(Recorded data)
════════════════
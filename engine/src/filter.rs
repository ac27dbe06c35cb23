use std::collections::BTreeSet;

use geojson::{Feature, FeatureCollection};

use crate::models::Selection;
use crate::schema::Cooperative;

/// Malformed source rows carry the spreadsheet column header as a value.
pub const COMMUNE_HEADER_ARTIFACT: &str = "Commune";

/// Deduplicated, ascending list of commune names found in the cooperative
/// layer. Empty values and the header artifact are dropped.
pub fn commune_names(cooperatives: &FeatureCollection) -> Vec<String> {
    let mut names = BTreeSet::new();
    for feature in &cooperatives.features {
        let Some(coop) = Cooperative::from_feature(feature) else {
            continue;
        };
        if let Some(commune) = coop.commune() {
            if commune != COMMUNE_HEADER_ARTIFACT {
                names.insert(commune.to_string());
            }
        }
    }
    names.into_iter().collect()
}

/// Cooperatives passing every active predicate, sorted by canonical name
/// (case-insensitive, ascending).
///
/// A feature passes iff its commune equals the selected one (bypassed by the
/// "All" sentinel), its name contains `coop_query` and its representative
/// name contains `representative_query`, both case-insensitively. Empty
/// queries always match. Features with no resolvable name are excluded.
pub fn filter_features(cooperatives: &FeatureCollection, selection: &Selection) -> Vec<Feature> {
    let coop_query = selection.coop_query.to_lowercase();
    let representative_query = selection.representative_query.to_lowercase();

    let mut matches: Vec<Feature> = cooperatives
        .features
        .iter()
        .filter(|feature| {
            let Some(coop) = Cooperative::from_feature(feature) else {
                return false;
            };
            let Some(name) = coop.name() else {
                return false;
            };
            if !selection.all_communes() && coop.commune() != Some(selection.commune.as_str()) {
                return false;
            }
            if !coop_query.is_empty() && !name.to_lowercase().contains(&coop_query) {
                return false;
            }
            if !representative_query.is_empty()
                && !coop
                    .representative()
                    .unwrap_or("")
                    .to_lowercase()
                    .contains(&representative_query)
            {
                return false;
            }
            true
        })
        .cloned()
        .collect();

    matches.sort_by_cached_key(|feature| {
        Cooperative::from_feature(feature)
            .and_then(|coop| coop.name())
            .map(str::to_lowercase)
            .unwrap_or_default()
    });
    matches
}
════════════════
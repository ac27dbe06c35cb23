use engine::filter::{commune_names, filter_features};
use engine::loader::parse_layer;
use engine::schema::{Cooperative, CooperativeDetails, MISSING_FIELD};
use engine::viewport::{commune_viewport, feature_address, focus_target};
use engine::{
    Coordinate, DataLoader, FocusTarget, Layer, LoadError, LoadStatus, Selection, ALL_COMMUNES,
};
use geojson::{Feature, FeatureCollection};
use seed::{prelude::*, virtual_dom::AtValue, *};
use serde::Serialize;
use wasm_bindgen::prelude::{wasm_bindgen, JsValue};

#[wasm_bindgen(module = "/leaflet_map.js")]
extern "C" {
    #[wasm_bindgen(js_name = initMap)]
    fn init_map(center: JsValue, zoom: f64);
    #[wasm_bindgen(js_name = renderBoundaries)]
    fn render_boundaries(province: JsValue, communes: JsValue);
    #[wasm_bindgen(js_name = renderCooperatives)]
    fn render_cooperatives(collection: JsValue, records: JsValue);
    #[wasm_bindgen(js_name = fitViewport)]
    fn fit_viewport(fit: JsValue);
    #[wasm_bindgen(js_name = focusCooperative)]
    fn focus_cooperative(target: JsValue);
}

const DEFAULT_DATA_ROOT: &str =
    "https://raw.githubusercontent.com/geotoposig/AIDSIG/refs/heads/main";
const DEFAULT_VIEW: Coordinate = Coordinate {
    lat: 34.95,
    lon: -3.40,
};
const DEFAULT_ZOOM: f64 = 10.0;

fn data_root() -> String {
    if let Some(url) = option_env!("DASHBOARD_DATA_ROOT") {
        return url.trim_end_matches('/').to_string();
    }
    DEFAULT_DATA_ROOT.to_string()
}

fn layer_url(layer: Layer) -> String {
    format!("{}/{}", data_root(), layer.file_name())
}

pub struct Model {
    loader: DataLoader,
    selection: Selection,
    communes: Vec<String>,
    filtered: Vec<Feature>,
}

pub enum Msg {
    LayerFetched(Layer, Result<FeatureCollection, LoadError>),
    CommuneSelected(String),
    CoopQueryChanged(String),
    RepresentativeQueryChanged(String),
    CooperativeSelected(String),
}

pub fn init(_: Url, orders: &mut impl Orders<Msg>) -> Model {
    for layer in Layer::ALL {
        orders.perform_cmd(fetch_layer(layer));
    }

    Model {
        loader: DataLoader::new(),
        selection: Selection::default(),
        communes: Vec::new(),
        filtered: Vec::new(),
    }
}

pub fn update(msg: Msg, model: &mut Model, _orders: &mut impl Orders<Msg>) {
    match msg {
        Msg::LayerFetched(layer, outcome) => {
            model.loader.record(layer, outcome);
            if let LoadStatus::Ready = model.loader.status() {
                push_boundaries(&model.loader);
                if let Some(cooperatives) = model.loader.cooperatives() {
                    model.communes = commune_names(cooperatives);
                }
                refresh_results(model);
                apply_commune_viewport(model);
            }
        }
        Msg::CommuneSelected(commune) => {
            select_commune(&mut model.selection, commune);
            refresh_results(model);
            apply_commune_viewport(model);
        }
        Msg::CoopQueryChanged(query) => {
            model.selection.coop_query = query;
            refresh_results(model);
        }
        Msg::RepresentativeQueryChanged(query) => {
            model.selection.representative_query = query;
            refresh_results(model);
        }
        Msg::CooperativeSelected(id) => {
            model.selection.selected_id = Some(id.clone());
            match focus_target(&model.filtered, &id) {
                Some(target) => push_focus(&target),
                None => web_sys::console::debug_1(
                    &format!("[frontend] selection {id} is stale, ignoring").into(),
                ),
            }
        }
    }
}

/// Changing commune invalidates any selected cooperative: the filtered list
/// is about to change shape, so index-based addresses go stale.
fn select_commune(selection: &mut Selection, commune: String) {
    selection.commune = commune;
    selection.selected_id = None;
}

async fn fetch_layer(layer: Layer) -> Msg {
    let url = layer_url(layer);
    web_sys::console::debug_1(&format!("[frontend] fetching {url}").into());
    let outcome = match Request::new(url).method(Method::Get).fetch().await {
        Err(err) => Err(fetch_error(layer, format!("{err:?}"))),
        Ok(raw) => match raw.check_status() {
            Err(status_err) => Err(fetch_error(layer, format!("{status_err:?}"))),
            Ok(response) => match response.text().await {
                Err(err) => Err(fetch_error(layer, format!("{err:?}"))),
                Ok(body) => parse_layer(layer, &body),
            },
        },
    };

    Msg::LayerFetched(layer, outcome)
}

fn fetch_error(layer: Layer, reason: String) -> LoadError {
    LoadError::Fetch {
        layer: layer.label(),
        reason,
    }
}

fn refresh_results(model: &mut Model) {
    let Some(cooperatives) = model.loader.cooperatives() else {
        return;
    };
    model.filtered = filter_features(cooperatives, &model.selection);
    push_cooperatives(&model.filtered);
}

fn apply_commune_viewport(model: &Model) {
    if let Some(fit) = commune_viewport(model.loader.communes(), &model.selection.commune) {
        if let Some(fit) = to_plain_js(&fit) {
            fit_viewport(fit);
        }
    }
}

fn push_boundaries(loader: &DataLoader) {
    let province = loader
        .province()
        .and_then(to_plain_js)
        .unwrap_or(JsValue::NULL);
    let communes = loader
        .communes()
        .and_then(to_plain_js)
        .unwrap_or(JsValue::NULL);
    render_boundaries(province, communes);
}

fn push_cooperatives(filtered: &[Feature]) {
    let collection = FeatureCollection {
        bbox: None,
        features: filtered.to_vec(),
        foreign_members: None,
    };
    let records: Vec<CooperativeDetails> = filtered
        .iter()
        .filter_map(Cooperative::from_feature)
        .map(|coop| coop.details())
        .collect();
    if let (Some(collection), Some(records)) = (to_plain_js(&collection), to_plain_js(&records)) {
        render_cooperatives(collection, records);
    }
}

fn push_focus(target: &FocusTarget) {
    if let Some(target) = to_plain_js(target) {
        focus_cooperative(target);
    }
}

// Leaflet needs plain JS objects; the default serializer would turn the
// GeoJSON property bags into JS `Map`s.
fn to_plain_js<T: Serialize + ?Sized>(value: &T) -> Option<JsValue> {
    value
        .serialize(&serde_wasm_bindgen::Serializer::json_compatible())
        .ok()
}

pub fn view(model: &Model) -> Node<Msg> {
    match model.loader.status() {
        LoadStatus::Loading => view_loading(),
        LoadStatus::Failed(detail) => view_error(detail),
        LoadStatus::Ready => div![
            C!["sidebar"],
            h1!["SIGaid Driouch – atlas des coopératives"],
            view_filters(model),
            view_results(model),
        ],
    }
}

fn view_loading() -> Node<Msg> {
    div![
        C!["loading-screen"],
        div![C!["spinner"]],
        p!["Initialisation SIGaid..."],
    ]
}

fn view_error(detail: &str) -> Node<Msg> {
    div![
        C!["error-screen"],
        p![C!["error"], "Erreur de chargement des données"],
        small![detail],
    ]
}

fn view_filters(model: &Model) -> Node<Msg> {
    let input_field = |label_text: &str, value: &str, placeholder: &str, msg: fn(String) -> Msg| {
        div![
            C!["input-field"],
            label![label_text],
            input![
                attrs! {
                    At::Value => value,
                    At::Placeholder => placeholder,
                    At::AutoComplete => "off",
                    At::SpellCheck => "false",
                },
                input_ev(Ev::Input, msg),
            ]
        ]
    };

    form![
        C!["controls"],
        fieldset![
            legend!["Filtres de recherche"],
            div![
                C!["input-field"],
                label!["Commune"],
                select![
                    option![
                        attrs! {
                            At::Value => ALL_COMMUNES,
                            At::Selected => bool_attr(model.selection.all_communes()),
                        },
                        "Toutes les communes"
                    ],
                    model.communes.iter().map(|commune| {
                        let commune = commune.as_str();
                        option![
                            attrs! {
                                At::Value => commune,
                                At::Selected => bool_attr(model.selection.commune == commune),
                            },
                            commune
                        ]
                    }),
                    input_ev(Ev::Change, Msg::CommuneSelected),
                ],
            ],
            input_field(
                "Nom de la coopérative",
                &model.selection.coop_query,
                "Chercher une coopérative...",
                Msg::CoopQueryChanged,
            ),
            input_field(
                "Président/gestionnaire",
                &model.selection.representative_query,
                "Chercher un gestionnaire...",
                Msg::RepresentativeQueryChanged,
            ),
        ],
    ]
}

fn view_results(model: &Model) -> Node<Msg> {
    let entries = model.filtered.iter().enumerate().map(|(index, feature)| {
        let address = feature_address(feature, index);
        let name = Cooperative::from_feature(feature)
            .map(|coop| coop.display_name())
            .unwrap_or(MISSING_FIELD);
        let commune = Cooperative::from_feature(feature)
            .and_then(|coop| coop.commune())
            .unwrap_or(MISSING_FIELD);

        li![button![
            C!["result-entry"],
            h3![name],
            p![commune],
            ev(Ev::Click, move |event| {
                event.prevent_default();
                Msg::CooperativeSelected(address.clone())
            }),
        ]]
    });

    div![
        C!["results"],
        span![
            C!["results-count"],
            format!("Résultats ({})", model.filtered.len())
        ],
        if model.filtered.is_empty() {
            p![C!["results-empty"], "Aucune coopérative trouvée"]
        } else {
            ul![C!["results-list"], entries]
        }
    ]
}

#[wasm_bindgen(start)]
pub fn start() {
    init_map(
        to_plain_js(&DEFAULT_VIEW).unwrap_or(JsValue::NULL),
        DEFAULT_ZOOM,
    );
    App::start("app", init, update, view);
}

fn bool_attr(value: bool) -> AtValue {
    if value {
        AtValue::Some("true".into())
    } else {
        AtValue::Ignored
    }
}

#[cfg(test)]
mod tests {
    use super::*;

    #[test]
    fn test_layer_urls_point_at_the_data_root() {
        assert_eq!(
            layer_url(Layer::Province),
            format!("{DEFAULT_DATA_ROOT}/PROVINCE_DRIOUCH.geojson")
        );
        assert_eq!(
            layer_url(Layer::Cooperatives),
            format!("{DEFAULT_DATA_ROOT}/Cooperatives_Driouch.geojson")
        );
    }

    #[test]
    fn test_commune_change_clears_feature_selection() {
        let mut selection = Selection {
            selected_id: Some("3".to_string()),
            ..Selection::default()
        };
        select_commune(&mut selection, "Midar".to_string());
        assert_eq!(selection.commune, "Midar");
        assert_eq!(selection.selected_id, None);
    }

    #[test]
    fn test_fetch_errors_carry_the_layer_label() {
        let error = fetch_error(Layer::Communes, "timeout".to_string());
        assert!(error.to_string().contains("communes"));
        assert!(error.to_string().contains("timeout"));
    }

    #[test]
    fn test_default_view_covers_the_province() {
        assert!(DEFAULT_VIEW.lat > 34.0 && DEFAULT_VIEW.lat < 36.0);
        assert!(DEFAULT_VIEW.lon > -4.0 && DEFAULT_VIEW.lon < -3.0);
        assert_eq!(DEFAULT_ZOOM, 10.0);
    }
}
════════════════
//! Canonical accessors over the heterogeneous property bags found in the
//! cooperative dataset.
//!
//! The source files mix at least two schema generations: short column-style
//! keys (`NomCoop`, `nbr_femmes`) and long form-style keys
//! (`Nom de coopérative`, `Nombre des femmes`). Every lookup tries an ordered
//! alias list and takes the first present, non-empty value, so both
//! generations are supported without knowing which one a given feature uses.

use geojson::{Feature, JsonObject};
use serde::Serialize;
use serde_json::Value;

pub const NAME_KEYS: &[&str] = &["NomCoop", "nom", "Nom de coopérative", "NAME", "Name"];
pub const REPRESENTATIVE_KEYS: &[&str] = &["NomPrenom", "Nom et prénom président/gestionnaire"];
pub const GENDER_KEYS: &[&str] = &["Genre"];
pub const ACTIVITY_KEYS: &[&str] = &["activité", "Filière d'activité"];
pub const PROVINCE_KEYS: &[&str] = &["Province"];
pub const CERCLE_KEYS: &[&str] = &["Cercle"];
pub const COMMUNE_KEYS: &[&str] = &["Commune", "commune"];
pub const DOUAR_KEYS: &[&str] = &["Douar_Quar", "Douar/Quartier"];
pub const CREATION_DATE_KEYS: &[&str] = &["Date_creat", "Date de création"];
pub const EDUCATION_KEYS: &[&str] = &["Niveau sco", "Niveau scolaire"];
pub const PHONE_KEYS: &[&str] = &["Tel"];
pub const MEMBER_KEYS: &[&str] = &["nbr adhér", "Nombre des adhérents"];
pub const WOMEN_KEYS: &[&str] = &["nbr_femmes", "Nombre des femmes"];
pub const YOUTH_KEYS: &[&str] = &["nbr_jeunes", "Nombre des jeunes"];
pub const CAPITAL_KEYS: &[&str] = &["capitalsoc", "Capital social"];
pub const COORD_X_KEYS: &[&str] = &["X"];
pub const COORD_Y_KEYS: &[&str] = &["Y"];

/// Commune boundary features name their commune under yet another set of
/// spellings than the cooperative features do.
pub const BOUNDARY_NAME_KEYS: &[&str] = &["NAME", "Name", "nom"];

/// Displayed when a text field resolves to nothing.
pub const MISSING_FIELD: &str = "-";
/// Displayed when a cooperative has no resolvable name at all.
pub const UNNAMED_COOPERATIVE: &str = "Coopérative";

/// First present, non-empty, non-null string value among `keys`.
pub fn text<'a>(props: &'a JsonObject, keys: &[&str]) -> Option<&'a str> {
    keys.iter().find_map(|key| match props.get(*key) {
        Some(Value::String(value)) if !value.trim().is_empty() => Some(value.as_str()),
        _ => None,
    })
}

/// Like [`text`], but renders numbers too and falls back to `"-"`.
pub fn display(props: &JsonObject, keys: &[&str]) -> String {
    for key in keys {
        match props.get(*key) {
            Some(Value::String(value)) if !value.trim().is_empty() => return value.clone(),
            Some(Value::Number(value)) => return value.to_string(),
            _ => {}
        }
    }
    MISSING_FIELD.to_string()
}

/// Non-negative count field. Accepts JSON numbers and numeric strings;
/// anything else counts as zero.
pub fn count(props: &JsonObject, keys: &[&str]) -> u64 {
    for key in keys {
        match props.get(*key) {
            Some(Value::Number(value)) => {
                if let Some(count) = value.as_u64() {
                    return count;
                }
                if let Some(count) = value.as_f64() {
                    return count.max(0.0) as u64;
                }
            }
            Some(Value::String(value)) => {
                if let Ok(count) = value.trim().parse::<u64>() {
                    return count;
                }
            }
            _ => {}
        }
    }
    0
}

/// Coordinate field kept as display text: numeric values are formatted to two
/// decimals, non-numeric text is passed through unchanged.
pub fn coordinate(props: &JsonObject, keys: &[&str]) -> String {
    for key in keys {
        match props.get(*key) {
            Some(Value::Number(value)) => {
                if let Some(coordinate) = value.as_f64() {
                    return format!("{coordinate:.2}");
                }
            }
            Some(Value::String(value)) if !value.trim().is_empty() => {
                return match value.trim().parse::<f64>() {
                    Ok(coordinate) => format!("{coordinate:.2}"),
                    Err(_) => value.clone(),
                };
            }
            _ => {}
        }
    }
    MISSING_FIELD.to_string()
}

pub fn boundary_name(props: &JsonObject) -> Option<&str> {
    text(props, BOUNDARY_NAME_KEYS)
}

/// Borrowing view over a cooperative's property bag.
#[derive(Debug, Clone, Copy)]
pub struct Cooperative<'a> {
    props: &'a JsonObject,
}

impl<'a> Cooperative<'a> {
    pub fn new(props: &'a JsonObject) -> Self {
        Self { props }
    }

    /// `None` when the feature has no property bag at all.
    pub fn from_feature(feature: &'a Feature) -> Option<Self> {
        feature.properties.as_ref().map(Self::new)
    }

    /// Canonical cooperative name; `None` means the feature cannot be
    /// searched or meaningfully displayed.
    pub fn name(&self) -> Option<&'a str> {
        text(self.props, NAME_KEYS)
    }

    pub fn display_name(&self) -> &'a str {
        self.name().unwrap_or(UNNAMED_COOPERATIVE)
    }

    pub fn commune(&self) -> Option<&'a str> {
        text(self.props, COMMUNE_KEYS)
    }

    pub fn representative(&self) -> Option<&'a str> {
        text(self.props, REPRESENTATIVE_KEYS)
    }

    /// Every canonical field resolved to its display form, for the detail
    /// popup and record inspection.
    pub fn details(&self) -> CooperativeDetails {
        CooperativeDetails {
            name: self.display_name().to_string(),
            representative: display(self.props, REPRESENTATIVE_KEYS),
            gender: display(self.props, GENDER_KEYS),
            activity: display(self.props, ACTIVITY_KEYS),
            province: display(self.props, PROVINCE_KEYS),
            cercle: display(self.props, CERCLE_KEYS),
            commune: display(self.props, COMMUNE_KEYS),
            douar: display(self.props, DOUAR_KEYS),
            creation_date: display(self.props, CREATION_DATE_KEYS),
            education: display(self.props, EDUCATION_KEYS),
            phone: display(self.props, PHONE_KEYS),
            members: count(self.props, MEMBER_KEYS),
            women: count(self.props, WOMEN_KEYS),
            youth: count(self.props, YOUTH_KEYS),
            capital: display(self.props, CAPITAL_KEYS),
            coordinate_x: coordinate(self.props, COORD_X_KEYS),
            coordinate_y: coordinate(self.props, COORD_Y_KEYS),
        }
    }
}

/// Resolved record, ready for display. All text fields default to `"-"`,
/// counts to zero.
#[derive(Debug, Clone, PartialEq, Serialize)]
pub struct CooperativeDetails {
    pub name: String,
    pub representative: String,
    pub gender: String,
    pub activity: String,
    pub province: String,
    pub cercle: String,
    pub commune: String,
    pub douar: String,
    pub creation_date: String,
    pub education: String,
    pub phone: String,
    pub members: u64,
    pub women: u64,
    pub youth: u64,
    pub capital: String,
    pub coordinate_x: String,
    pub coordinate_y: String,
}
════════════════
#### WHAT YOU HAVE TO DO
In the data above, which lines lie between the line with "filename engine/src/filter.rs" and the line with "if commune != COMMUNE_HEADER_ARTIFACT", inclusive? Print those lines exactly and nothing else.

#### TASK RESULT
filename engine/src/filter.rs
repository ac27dbe06c35cb23
use std::collections::BTreeSet;

use geojson::{Feature, FeatureCollection};

use crate::models::Selection;
use crate::schema::Cooperative;

/// Malformed source rows carry the spreadsheet column header as a value.
pub const COMMUNE_HEADER_ARTIFACT: &str = "Commune";

/// Deduplicated, ascending list of commune names found in the cooperative
/// layer. Empty values and the header artifact are dropped.
pub fn commune_names(cooperatives: &FeatureCollection) -> Vec<String> {
    let mut names = BTreeSet::new();
    for feature in &cooperatives.features {
        let Some(coop) = Cooperative::from_feature(feature) else {
            continue;
        };
        if let Some(commune) = coop.commune() {
            if commune != COMMUNE_HEADER_ARTIFACT {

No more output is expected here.